--- RECORDS Enclosed Below ---

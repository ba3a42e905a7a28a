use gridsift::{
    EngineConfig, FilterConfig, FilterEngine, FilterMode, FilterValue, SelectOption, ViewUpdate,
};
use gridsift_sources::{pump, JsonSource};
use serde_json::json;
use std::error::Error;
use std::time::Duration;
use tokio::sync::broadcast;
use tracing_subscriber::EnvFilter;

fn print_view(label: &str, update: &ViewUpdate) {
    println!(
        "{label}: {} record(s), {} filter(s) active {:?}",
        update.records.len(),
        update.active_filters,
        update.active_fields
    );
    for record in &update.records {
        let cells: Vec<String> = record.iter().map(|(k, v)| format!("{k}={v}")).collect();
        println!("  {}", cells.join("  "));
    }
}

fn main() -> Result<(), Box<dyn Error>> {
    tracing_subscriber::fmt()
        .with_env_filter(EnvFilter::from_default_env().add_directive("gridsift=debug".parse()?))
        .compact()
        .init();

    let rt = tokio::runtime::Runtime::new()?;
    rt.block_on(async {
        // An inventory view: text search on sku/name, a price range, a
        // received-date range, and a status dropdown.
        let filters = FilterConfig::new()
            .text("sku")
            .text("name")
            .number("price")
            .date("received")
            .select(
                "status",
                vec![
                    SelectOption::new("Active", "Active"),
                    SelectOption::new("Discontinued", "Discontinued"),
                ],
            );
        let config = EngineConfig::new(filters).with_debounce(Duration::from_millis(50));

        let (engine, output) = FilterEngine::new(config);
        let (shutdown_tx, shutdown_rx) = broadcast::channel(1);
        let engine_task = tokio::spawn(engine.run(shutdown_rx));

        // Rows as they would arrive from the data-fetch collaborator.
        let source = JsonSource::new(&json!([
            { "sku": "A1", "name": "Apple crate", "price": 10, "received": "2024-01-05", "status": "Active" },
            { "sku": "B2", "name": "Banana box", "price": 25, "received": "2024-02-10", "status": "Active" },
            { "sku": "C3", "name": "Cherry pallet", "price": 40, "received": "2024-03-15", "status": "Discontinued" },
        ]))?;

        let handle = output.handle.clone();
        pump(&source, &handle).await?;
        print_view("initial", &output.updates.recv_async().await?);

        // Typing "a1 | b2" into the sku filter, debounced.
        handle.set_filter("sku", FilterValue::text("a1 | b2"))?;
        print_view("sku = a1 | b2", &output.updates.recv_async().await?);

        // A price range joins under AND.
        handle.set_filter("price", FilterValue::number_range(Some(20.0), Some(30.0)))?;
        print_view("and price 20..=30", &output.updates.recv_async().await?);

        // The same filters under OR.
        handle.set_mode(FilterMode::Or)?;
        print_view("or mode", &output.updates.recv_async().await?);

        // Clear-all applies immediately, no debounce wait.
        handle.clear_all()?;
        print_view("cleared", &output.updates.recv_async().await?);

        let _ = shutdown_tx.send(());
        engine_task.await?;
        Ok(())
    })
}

--- End of Enclosed RECORDS ---
--- RECORDS Enclosed Below ---

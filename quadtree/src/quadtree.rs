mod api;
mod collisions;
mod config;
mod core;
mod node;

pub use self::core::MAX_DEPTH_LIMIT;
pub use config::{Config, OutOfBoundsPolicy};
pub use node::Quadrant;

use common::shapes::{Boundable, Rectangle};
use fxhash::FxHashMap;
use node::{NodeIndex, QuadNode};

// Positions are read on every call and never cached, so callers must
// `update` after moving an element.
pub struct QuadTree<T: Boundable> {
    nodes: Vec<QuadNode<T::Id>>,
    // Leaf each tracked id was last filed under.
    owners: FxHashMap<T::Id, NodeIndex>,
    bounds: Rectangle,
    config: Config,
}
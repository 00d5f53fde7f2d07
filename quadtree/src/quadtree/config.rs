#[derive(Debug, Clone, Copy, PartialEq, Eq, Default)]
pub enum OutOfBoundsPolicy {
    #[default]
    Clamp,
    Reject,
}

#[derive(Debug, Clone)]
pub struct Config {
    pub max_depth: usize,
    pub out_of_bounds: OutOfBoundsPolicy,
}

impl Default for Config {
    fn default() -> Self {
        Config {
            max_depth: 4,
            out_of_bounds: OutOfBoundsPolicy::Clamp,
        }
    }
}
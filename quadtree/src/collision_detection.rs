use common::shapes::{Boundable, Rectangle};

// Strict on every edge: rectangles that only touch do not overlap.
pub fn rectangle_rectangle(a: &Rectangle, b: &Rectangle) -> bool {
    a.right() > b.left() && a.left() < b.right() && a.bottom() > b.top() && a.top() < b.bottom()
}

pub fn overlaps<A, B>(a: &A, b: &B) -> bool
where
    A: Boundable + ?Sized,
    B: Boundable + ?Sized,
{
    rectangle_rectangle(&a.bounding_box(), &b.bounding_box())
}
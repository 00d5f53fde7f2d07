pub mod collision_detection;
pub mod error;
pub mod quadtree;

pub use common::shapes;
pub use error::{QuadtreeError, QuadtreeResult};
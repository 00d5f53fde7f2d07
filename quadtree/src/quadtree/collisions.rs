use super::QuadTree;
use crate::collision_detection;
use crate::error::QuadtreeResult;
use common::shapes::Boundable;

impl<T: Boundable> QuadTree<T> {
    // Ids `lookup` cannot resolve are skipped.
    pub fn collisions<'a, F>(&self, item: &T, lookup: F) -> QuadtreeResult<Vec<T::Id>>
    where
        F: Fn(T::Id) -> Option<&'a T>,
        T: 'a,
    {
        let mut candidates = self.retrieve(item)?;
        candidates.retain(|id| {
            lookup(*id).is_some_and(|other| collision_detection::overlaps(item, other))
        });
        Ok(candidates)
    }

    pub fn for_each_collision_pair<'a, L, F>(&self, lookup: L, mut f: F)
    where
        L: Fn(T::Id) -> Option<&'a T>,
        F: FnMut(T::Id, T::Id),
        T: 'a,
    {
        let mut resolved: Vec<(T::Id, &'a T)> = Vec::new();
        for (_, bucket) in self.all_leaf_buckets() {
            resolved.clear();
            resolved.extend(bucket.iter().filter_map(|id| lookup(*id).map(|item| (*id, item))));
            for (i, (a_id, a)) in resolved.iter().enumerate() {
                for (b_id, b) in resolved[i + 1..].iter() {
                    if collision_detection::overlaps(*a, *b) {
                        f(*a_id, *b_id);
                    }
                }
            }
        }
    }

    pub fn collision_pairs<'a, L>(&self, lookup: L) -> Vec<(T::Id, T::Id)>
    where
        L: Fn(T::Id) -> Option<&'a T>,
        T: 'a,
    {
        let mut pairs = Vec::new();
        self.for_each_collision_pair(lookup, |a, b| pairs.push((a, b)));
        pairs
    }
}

--- End of Enclosed RECORDS ---

> **WORK REQUIRED**: If a line in the entries holds the string "Discontinued", copy it.

> **TASK RESULT**:
                    SelectOption::new("Discontinued", "Discontinued"),
            { "sku": "C3", "name": "Cherry pallet", "price": 40, "received": "2024-03-15", "status": "Discontinued" },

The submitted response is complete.